**Task requirements**:
Reproduce all records below exactly.

(Saved entries)
********************

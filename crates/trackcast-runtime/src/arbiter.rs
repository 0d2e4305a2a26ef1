//! Arbiter process: ingest server + arbitration loop.
//!
//! Candidate descriptors and normalized records arrive from the external
//! parser layer over the ingest socket. The liveness probe is answered
//! from ingest freshness: a session whose last report is older than the
//! probe window counts as a failed probe.

use std::collections::HashMap;
use std::sync::{Arc, Mutex as StdMutex};
use tokio::time::Duration;

use chrono::{DateTime, TimeDelta, Utc};

use trackcast_arbiter::arbitrator::{
    ArbitratorConfig, CandidateSource, SessionArbitrator, SourceError,
};
use trackcast_arbiter::dispatcher::UpdateDispatcher;
use trackcast_arbiter::rules::RuleCache;
use trackcast_arbiter::store::SessionStore;
use trackcast_core::types::{CandidateDescriptor, NormalizedRecord, PatternRule};

use crate::cli::{ArbiterOpts, default_arbiter_socket, default_companion_socket};
use crate::client::CompanionClient;
use crate::server;

// ─── Ingest Buffer ────────────────────────────────────────────────

#[derive(Debug, Default)]
struct IngestInner {
    candidates: Vec<CandidateDescriptor>,
    records: HashMap<String, (NormalizedRecord, DateTime<Utc>)>,
}

/// Latest state reported by the parser layer. The server writes, the
/// arbitration loop reads.
#[derive(Debug, Default)]
pub struct IngestState {
    inner: StdMutex<IngestInner>,
}

impl IngestState {
    pub fn new() -> Self {
        Self::default()
    }

    /// Replace the full candidate list (the parser reports snapshots, not
    /// deltas). Records of vanished sessions are dropped with them.
    pub fn report_candidates(&self, candidates: Vec<CandidateDescriptor>) {
        let mut inner = self.inner.lock().unwrap_or_else(|e| e.into_inner());
        inner
            .records
            .retain(|id, _| candidates.iter().any(|c| &c.session_id == id));
        inner.candidates = candidates;
    }

    pub fn report_record(&self, session_id: &str, record: NormalizedRecord, now: DateTime<Utc>) {
        let mut inner = self.inner.lock().unwrap_or_else(|e| e.into_inner());
        inner.records.insert(session_id.to_string(), (record, now));
    }

    pub fn candidate_count(&self) -> usize {
        self.inner
            .lock()
            .unwrap_or_else(|e| e.into_inner())
            .candidates
            .len()
    }
}

/// [`CandidateSource`] view over the ingest buffer.
pub struct IngestSource {
    state: Arc<IngestState>,
    /// A record older than this fails the liveness probe.
    probe_window: TimeDelta,
}

impl IngestSource {
    pub fn new(state: Arc<IngestState>, probe_window: TimeDelta) -> Self {
        Self {
            state,
            probe_window,
        }
    }
}

impl CandidateSource for IngestSource {
    async fn list_candidates(&self) -> Result<Vec<CandidateDescriptor>, SourceError> {
        let inner = self
            .state
            .inner
            .lock()
            .unwrap_or_else(|e| e.into_inner());
        Ok(inner.candidates.clone())
    }

    async fn probe(&self, session_id: &str, _timeout: Duration) -> Option<NormalizedRecord> {
        let now = Utc::now();
        let inner = self
            .state
            .inner
            .lock()
            .unwrap_or_else(|e| e.into_inner());
        let (record, reported_at) = inner.records.get(session_id)?;
        if now.signed_duration_since(*reported_at) > self.probe_window {
            return None;
        }
        Some(record.clone())
    }
}

// ─── Shared Server State ──────────────────────────────────────────

/// State exposed to the ingest/status server.
pub struct ArbiterShared {
    pub ingest: Arc<IngestState>,
    pub store: SessionStore,
    pub rules: RuleCache,
}

// ─── Daemon ───────────────────────────────────────────────────────

fn load_rules(rules_file: Option<&str>) -> anyhow::Result<Vec<PatternRule>> {
    match rules_file {
        Some(path) => {
            let raw = std::fs::read_to_string(path)?;
            let rules: Vec<PatternRule> = serde_json::from_str(&raw)?;
            tracing::info!("loaded {} rules from {path}", rules.len());
            Ok(rules)
        }
        None => Ok(vec![PatternRule::match_all("default")]),
    }
}

/// Run the arbiter: ingest server + arbitration loop until shutdown.
pub async fn run_arbiter(opts: ArbiterOpts) -> anyhow::Result<()> {
    let socket_path = opts.socket.clone().unwrap_or_else(default_arbiter_socket);
    let companion_socket = opts
        .companion_socket
        .clone()
        .unwrap_or_else(default_companion_socket);

    let rules = load_rules(opts.rules_file.as_deref())?;
    let (rule_cache, rule_feed) = RuleCache::new(rules);

    let ingest = Arc::new(IngestState::new());
    let store = SessionStore::new();
    let dispatcher = UpdateDispatcher::new(
        CompanionClient::new(companion_socket),
        Duration::from_millis(opts.debounce_ms),
    );

    // Probe freshness window: a couple of poll intervals, floored so a slow
    // reporter is not declared dead by an aggressive poll rate.
    let probe_window = TimeDelta::milliseconds((opts.poll_interval_ms.max(1_000) * 3) as i64);
    let source = Arc::new(IngestSource::new(Arc::clone(&ingest), probe_window));

    let config = ArbitratorConfig {
        poll_interval: Duration::from_millis(opts.poll_interval_ms),
        probe_timeout: Duration::from_millis(opts.probe_timeout_ms),
        stuck_threshold: opts.stuck_threshold,
        stale_after: TimeDelta::seconds(opts.stale_after_secs as i64),
    };
    let arbitrator = SessionArbitrator::new(source, store.clone(), dispatcher, rule_feed, config);

    let shared = Arc::new(ArbiterShared {
        ingest,
        store,
        rules: rule_cache,
    });

    let server_socket = socket_path.clone();
    let server_shared = Arc::clone(&shared);
    let server_handle = tokio::spawn(async move {
        if let Err(e) = server::run_arbiter_server(&server_socket, server_shared).await {
            tracing::error!("arbiter server error: {e}");
        }
    });

    let loop_handle = tokio::spawn(arbitrator.run());

    tokio::select! {
        () = shutdown_signal() => {}
        _ = server_handle => {
            tracing::warn!("arbiter server exited unexpectedly");
        }
        _ = loop_handle => {
            tracing::warn!("arbitration loop exited unexpectedly");
        }
    }

    let _ = std::fs::remove_file(&socket_path);
    tracing::info!("arbiter stopped");
    Ok(())
}

async fn shutdown_signal() {
    let ctrl_c = tokio::signal::ctrl_c();

    #[cfg(unix)]
    {
        let mut sigterm = tokio::signal::unix::signal(tokio::signal::unix::SignalKind::terminate())
            .expect("failed to register SIGTERM handler");
        tokio::select! {
            _ = ctrl_c => tracing::info!("received ctrl-c, shutting down"),
            _ = sigterm.recv() => tracing::info!("received SIGTERM, shutting down"),
        }
    }

    #[cfg(not(unix))]
    {
        ctrl_c.await.ok();
        tracing::info!("received ctrl-c, shutting down");
    }
}

// ─── Tests ────────────────────────────────────────────────────────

********************

**Your solution**:
filename crates/trackcast-runtime/src/arbiter.rs
repository 0d2e4305a2a26ef1
//! Arbiter process: ingest server + arbitration loop.
//!
//! Candidate descriptors and normalized records arrive from the external
//! parser layer over the ingest socket. The liveness probe is answered
//! from ingest freshness: a session whose last report is older than the
//! probe window counts as a failed probe.

use std::collections::HashMap;
use std::sync::{Arc, Mutex as StdMutex};
use tokio::time::Duration;

use chrono::{DateTime, TimeDelta, Utc};

use trackcast_arbiter::arbitrator::{
    ArbitratorConfig, CandidateSource, SessionArbitrator, SourceError,
};
use trackcast_arbiter::dispatcher::UpdateDispatcher;
use trackcast_arbiter::rules::RuleCache;
use trackcast_arbiter::store::SessionStore;
use trackcast_core::types::{CandidateDescriptor, NormalizedRecord, PatternRule};

use crate::cli::{ArbiterOpts, default_arbiter_socket, default_companion_socket};
use crate::client::CompanionClient;
use crate::server;

// ─── Ingest Buffer ────────────────────────────────────────────────

#[derive(Debug, Default)]
struct IngestInner {
    candidates: Vec<CandidateDescriptor>,
    records: HashMap<String, (NormalizedRecord, DateTime<Utc>)>,
}

/// Latest state reported by the parser layer. The server writes, the
/// arbitration loop reads.
#[derive(Debug, Default)]
pub struct IngestState {
    inner: StdMutex<IngestInner>,
}

impl IngestState {
    pub fn new() -> Self {
        Self::default()
    }

    /// Replace the full candidate list (the parser reports snapshots, not
    /// deltas). Records of vanished sessions are dropped with them.
    pub fn report_candidates(&self, candidates: Vec<CandidateDescriptor>) {
        let mut inner = self.inner.lock().unwrap_or_else(|e| e.into_inner());
        inner
            .records
            .retain(|id, _| candidates.iter().any(|c| &c.session_id == id));
        inner.candidates = candidates;
    }

    pub fn report_record(&self, session_id: &str, record: NormalizedRecord, now: DateTime<Utc>) {
        let mut inner = self.inner.lock().unwrap_or_else(|e| e.into_inner());
        inner.records.insert(session_id.to_string(), (record, now));
    }

    pub fn candidate_count(&self) -> usize {
        self.inner
            .lock()
            .unwrap_or_else(|e| e.into_inner())
            .candidates
            .len()
    }
}

/// [`CandidateSource`] view over the ingest buffer.
pub struct IngestSource {
    state: Arc<IngestState>,
    /// A record older than this fails the liveness probe.
    probe_window: TimeDelta,
}

impl IngestSource {
    pub fn new(state: Arc<IngestState>, probe_window: TimeDelta) -> Self {
        Self {
            state,
            probe_window,
        }
    }
}

impl CandidateSource for IngestSource {
    async fn list_candidates(&self) -> Result<Vec<CandidateDescriptor>, SourceError> {
        let inner = self
            .state
            .inner
            .lock()
            .unwrap_or_else(|e| e.into_inner());
        Ok(inner.candidates.clone())
    }

    async fn probe(&self, session_id: &str, _timeout: Duration) -> Option<NormalizedRecord> {
        let now = Utc::now();
        let inner = self
            .state
            .inner
            .lock()
            .unwrap_or_else(|e| e.into_inner());
        let (record, reported_at) = inner.records.get(session_id)?;
        if now.signed_duration_since(*reported_at) > self.probe_window {
            return None;
        }
        Some(record.clone())
    }
}

// ─── Shared Server State ──────────────────────────────────────────

/// State exposed to the ingest/status server.
pub struct ArbiterShared {
    pub ingest: Arc<IngestState>,
    pub store: SessionStore,
    pub rules: RuleCache,
}

// ─── Daemon ───────────────────────────────────────────────────────

fn load_rules(rules_file: Option<&str>) -> anyhow::Result<Vec<PatternRule>> {
    match rules_file {
        Some(path) => {
            let raw = std::fs::read_to_string(path)?;
            let rules: Vec<PatternRule> = serde_json::from_str(&raw)?;
            tracing::info!("loaded {} rules from {path}", rules.len());
            Ok(rules)
        }
        None => Ok(vec![PatternRule::match_all("default")]),
    }
}

/// Run the arbiter: ingest server + arbitration loop until shutdown.
pub async fn run_arbiter(opts: ArbiterOpts) -> anyhow::Result<()> {
    let socket_path = opts.socket.clone().unwrap_or_else(default_arbiter_socket);
    let companion_socket = opts
        .companion_socket
        .clone()
        .unwrap_or_else(default_companion_socket);

    let rules = load_rules(opts.rules_file.as_deref())?;
    let (rule_cache, rule_feed) = RuleCache::new(rules);

    let ingest = Arc::new(IngestState::new());
    let store = SessionStore::new();
    let dispatcher = UpdateDispatcher::new(
        CompanionClient::new(companion_socket),
        Duration::from_millis(opts.debounce_ms),
    );

    // Probe freshness window: a couple of poll intervals, floored so a slow
    // reporter is not declared dead by an aggressive poll rate.
    let probe_window = TimeDelta::milliseconds((opts.poll_interval_ms.max(1_000) * 3) as i64);
    let source = Arc::new(IngestSource::new(Arc::clone(&ingest), probe_window));

    let config = ArbitratorConfig {
        poll_interval: Duration::from_millis(opts.poll_interval_ms),
        probe_timeout: Duration::from_millis(opts.probe_timeout_ms),
        stuck_threshold: opts.stuck_threshold,
        stale_after: TimeDelta::seconds(opts.stale_after_secs as i64),
    };
    let arbitrator = SessionArbitrator::new(source, store.clone(), dispatcher, rule_feed, config);

    let shared = Arc::new(ArbiterShared {
        ingest,
        store,
        rules: rule_cache,
    });

    let server_socket = socket_path.clone();
    let server_shared = Arc::clone(&shared);
    let server_handle = tokio::spawn(async move {
        if let Err(e) = server::run_arbiter_server(&server_socket, server_shared).await {
            tracing::error!("arbiter server error: {e}");
        }
    });

    let loop_handle = tokio::spawn(arbitrator.run());

    tokio::select! {
        () = shutdown_signal() => {}
        _ = server_handle => {
            tracing::warn!("arbiter server exited unexpectedly");
        }
        _ = loop_handle => {
            tracing::warn!("arbitration loop exited unexpectedly");
        }
    }

    let _ = std::fs::remove_file(&socket_path);
    tracing::info!("arbiter stopped");
    Ok(())
}

async fn shutdown_signal() {
    let ctrl_c = tokio::signal::ctrl_c();

    #[cfg(unix)]
    {
        let mut sigterm = tokio::signal::unix::signal(tokio::signal::unix::SignalKind::terminate())
            .expect("failed to register SIGTERM handler");
        tokio::select! {
            _ = ctrl_c => tracing::info!("received ctrl-c, shutting down"),
            _ = sigterm.recv() => tracing::info!("received SIGTERM, shutting down"),
        }
    }

    #[cfg(not(unix))]
    {
        ctrl_c.await.ok();
        tracing::info!("received ctrl-c, shutting down");
    }
}

// ─── Tests ────────────────────────────────────────────────────────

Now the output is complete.